ASSIGNED TASK:
The lines from the start of the records through the one containing "#[derive(Debug, Clone, Copy, PartialEq, Eq)]" are to be restated word for word; please include both ends.

Stored items from a collection:
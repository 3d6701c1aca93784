//! 链类型配置模块
//!
//! 定义支持的链族及其派生/地址常量。链集合是封闭的：新增一条链时，
//! 所有 `match ChainType` 的派发点都会在编译期报错，必须同步补齐。

use std::{fmt, str::FromStr};

use serde::{Deserialize, Serialize};

use crate::error::WalletError;

/// 链族
#[derive(Debug, Clone, Copy, PartialEq, Eq, Hash, Serialize, Deserialize)]
#[serde(rename_all = "lowercase")]
pub enum ChainType {
    /// EVM 兼容链 (Ethereum, BSC, Polygon, Arbitrum, ...)
    Evm,
    /// Tron
    Tron,
}

/// 链配置（静态常量）
#[derive(Debug, Clone, Copy, PartialEq, Eq)]
pub struct ChainConfig {
    pub chain: ChainType,
    pub name: &'static str,
    pub symbol: &'static str,
    /// SLIP-44 coin type
    pub coin_type: u32,
}

const EVM_CONFIG: ChainConfig = ChainConfig {
    chain: ChainType::Evm,
    name: "Ethereum (EVM)",
    symbol: "ETH",
    coin_type: 60,
};

const TRON_CONFIG: ChainConfig = ChainConfig {
    chain: ChainType::Tron,
    name: "Tron",
    symbol: "TRX",
    coin_type: 195,
};

impl ChainType {
    /// 所有支持的链，顺序与演示输出一致
    pub const ALL: [ChainType; 2] = [ChainType::Tron, ChainType::Evm];

    pub fn config(self) -> &'static ChainConfig {
        match self {
            ChainType::Evm => &EVM_CONFIG,
            ChainType::Tron => &TRON_CONFIG,
        }
    }

    pub fn coin_type(self) -> u32 {
        self.config().coin_type
    }

    /// 规范名称（小写，用于配置与日志）
    pub fn as_str(self) -> &'static str {
        match self {
            ChainType::Evm => "evm",
            ChainType::Tron => "tron",
        }
    }
}

impl fmt::Display for ChainType {
    fn fmt(&self, f: &mut fmt::Formatter<'_>) -> fmt::Result {
        f.write_str(self.as_str())
    }
}

impl FromStr for ChainType {
    type Err = WalletError;

    /// 解析链标识符（大小写不敏感，支持常见别名）
    fn from_str(s: &str) -> Result<Self, Self::Err> {
        match s.trim().to_lowercase().as_str() {
            "evm" | "eth" | "ethereum" | "bsc" | "bnb" | "polygon" | "matic" | "arbitrum"
            | "optimism" | "avalanche" => Ok(ChainType::Evm),
            "tron" | "trx" => Ok(ChainType::Tron),
            _ => Err(WalletError::UnsupportedChain(s.to_string())),
        }
    }
}

/// 解析逗号分隔的链列表，例如 `"tron,evm"`
pub fn parse_chain_list(list: &str) -> Result<Vec<ChainType>, WalletError> {
    list.split(',')
        .map(str::trim)
        .filter(|s| !s.is_empty())
        .map(ChainType::from_str)
        .collect()
}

ANSWER AREA:
repository 3d6701c1aca93784
//! 链类型配置模块
//!
//! 定义支持的链族及其派生/地址常量。链集合是封闭的：新增一条链时，
//! 所有 `match ChainType` 的派发点都会在编译期报错，必须同步补齐。

use std::{fmt, str::FromStr};

use serde::{Deserialize, Serialize};

use crate::error::WalletError;

/// 链族
#[derive(Debug, Clone, Copy, PartialEq, Eq, Hash, Serialize, Deserialize)]
#[serde(rename_all = "lowercase")]
pub enum ChainType {
    /// EVM 兼容链 (Ethereum, BSC, Polygon, Arbitrum, ...)
    Evm,
    /// Tron
    Tron,
}

/// 链配置（静态常量）
#[derive(Debug, Clone, Copy, PartialEq, Eq)]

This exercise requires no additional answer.